After that, there’s nothing left but the fairly quiet murder of Rudolph, Mary, and their friends, and the official coverup, so that order can be restored. There’s a lot of emphasis throughout the film on photography, as the mass medium of the day: Rudolph and his friends take orgy photos which they hope to release to the press to create scandal; and official photographs are taken of the dead bodies in order to support the fake narrative of a lovers’ suicide pact.
So the film can definitely be taken as an allegory of the affirmations and the ultimate failure of the 1960s counterculture, back projected onto the Austro Hungarian Empire and 19th-century decadent aestheticism. However, though the film shows no liking or nostalgia for the Imperial bureaucracy and hierarchy, its attitude towards its young libertine protagonists is decidedly ambivalent. The delirious orgies are at the same time sufficiently dry and acerbic that we get some of the same distanciation as we do with the horrors of war (in, e.g. The Red and the Black) and with the revolutionary dances (e.g. in Red Psalm) in Jancso’s earlier films. The result is that Rudolph and his friends come off seeming a bit too self-satisfied and self-congratulatory in their rebellion. It becomes hard to forget that they can only get away with all this because of their own aristocratic power and privilege (not to mention seemingly infinite supplies of money). Rudolph rightly imagines that his father will not dare to arrest him or cut off his allowance or anything like that; his position as Crown Prince puts him above the law. (Though he fails to conceive that the patriarchal order he is rebelling against can simply murder him and then cover it up). So the flaw of Rudolph’s ambisexual hedonism, appealing as it is, is that its enabling condition of possibility is the very order that it claims it wishes to destroy. Aristocracy will not be overthrown by the children of that very aristocracy using their class freedom to have an orgy. And carpe diem, by its very nature, cannot overthrow an enduring-through-time order, let alone produce its own counter-order. (This is driven home in a great sequence, during the orgy, where Rudolph proclaims his father dead, himself the new Emperor, Mary his Empress, and mock-appoints his party guests to various ministries. It’s all good fun, rooted in the carnivalesque suspension of the ruling order; but for this very reason, all it does is point up the post-carnivalesque restoration of the oppressive ruling order).

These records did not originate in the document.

//! Filter selection state
//!
//! Owns the selected-filters map and the draft/commit operations performed
//! while the filter dialog is open, plus the read-only derivations used for
//! badges and summaries.
//!
//! # Architecture
//!
//! - `map`: The `SelectedFilters` type (category id -> ordered value ids)
//! - `draft`: Pure draft operations (`begin_edit`, `select_category`, `toggle_value`, ...)
//! - `labels`: Derived labels and counts that never fail
//!
//! # Examples
//!
//! ```
//! use facetr::catalog::{FilterCategory, FilterValue};
//! use facetr::selection::{self, SelectedFilters};
//!
//! let age = FilterCategory::new(
//!     "age",
//!     "Age",
//!     vec![FilterValue::new("child", "Child"), FilterValue::new("teen", "Teen")],
//! );
//!
//! let committed = SelectedFilters::new();
//! let mut draft = selection::begin_edit(&committed);
//! let mut values = selection::select_category(&draft, &age);
//! selection::toggle_value(&mut values, "teen");
//! selection::commit_category(&mut draft, &age.id, &values);
//!
//! assert_eq!(selection::selected_value_names(&age, &draft, "None"), "Teen");
//! assert_eq!(selection::selected_count(&committed), 0);
//! ```

pub mod draft;
pub mod labels;
pub mod map;

pub use draft::{
    DraftValue, apply_draft, begin_edit, commit_category, reset_draft, select_category,
    toggle_value,
};
pub use labels::{has_any_selection, selected_count, selected_value_names};
pub use map::SelectedFilters;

I mentioned Fellini earlier. But where Fellini is aesthetically haunted by the ultimate sterility of the seemingly bounteous carnivalesque, Jancso has a more socio-political take on this paradox. PRIVATE VICES, PUBLIC PLEASURES is the equally alienating flip side of the earlier Hungarian epics. Jancso has none of Fellini’s humanistic warmth, but rather (and to my mind, more impressively artistically) he casts the same cold eye on spectacles of liberation as he does on spectacles of slaughter and oppression.